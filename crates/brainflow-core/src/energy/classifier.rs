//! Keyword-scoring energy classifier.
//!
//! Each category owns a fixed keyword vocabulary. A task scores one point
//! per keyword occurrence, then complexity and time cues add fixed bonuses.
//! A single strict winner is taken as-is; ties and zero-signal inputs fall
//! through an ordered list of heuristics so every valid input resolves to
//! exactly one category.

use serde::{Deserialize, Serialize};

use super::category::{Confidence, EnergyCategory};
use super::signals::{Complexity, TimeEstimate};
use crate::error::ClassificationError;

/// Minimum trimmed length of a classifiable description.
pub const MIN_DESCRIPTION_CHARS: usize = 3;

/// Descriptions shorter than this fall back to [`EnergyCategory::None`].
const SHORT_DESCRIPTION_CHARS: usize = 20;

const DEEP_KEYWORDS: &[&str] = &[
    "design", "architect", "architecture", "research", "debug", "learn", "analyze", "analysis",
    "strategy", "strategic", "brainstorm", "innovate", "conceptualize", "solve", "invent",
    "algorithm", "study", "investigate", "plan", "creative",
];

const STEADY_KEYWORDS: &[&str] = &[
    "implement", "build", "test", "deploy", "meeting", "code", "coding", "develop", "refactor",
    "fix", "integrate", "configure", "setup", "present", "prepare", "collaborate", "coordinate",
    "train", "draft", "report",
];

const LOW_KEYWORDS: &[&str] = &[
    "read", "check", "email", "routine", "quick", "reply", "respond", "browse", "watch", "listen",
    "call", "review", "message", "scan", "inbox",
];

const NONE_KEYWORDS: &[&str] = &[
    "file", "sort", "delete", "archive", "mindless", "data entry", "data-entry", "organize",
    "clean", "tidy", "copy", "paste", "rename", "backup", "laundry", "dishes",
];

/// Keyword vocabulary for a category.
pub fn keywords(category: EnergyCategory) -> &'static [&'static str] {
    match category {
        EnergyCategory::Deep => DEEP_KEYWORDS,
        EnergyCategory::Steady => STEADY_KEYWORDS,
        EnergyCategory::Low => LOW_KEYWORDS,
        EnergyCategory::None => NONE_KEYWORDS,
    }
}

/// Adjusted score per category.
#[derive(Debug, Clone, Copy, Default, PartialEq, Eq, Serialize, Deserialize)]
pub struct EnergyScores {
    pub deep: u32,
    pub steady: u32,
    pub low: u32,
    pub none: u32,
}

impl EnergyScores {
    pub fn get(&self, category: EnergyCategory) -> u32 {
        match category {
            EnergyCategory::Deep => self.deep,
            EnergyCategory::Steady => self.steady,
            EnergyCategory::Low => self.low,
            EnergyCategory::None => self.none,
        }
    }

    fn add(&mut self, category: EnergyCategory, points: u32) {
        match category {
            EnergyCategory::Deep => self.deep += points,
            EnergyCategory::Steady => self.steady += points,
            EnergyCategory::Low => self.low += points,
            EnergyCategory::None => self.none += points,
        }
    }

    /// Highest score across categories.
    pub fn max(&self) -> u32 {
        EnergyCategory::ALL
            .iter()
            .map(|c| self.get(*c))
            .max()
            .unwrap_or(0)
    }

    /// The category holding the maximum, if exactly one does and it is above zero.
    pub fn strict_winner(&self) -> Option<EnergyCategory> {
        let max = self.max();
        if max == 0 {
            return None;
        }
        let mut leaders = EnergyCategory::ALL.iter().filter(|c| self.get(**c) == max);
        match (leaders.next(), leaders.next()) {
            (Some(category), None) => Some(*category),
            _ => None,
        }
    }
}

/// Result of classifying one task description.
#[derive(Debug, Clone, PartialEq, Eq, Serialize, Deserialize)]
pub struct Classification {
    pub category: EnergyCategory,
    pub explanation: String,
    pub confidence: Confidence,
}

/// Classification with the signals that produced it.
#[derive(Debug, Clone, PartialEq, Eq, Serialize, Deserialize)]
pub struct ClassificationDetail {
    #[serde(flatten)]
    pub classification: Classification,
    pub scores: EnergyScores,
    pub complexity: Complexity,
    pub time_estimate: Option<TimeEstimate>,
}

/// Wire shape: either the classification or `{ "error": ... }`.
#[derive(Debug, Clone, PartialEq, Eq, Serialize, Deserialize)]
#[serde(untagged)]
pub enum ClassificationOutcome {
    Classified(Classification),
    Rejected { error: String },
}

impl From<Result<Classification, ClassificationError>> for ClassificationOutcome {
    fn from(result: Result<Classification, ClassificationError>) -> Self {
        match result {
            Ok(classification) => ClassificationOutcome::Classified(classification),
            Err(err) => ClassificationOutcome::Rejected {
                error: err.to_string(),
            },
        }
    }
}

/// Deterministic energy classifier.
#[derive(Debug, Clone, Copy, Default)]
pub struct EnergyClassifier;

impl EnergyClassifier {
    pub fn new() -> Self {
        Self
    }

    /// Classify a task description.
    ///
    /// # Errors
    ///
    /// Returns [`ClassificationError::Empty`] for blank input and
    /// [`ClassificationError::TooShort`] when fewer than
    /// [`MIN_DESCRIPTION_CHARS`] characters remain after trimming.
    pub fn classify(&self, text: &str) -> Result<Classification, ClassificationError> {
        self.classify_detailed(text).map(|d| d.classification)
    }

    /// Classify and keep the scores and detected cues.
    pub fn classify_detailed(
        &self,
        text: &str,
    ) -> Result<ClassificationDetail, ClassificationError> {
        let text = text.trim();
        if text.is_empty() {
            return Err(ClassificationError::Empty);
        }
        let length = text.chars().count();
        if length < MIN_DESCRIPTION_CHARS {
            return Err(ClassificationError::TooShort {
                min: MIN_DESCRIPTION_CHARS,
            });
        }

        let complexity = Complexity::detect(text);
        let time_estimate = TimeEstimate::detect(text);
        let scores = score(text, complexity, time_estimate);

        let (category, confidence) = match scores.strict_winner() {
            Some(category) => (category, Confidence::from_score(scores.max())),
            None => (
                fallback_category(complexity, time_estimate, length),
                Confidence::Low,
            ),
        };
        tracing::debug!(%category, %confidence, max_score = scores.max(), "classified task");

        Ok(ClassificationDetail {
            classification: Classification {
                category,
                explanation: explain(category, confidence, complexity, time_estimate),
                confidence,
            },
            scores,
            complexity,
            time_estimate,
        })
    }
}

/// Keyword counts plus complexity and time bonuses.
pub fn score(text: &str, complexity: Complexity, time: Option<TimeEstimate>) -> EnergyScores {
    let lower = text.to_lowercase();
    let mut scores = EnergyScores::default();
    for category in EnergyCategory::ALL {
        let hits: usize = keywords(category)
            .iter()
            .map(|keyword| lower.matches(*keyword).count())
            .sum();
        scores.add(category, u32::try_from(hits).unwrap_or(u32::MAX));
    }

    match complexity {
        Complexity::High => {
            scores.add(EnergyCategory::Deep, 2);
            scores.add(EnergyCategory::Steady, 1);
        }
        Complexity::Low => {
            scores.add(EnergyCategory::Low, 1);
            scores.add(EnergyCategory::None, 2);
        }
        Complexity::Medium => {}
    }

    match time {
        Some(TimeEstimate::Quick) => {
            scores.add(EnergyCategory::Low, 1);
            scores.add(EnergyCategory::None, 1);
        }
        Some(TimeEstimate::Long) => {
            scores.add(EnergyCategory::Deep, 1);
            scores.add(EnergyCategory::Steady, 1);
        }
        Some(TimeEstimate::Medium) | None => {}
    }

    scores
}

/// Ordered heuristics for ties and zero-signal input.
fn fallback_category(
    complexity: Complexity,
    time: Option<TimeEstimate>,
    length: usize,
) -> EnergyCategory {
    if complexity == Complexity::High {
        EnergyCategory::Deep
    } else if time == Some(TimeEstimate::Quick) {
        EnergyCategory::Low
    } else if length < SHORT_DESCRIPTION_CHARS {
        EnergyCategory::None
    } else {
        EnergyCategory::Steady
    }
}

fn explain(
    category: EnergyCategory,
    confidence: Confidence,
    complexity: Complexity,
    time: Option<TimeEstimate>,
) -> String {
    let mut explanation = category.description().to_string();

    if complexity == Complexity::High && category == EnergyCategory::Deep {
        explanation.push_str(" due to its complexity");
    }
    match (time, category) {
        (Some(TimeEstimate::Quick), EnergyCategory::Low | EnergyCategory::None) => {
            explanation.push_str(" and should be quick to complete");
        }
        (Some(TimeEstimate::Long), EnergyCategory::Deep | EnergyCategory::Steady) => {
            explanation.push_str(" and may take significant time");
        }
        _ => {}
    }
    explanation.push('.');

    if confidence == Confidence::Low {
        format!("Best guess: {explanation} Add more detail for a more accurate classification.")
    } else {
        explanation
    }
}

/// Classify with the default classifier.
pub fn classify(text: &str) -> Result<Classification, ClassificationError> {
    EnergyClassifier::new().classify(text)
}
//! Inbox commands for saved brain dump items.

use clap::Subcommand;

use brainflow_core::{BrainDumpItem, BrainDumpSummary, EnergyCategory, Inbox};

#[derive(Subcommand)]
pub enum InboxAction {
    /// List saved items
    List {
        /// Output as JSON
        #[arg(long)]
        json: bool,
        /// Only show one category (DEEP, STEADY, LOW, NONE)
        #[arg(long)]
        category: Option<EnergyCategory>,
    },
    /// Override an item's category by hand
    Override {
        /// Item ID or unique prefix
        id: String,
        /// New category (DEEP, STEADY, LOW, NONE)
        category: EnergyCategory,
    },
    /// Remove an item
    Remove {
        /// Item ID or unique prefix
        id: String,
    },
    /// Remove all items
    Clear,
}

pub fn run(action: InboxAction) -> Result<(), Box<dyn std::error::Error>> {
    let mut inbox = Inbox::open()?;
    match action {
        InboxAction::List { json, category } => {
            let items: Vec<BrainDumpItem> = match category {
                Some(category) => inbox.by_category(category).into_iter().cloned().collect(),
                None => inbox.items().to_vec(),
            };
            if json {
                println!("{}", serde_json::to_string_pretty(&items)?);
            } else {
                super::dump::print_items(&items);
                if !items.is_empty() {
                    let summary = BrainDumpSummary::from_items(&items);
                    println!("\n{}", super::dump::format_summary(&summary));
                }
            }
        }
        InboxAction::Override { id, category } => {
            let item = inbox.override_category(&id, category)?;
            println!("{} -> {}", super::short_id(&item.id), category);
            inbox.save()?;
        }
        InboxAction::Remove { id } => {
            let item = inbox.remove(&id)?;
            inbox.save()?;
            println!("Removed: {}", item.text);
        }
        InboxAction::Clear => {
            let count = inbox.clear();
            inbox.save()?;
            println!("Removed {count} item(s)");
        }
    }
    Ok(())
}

**Work order**
All lines in the listing above from the line containing "score per category." to the line containing "is above zero.", inclusive, should be retyped exactly; no other lines should appear.

**Response below**
/// Adjusted score per category.
#[derive(Debug, Clone, Copy, Default, PartialEq, Eq, Serialize, Deserialize)]
pub struct EnergyScores {
    pub deep: u32,
    pub steady: u32,
    pub low: u32,
    pub none: u32,
}

impl EnergyScores {
    pub fn get(&self, category: EnergyCategory) -> u32 {
        match category {
            EnergyCategory::Deep => self.deep,
            EnergyCategory::Steady => self.steady,
            EnergyCategory::Low => self.low,
            EnergyCategory::None => self.none,
        }
    }

    fn add(&mut self, category: EnergyCategory, points: u32) {
        match category {
            EnergyCategory::Deep => self.deep += points,
            EnergyCategory::Steady => self.steady += points,
            EnergyCategory::Low => self.low += points,
            EnergyCategory::None => self.none += points,
        }
    }

    /// Highest score across categories.
    pub fn max(&self) -> u32 {
        EnergyCategory::ALL
            .iter()
            .map(|c| self.get(*c))
            .max()
            .unwrap_or(0)
    }

    /// The category holding the maximum, if exactly one does and it is above zero.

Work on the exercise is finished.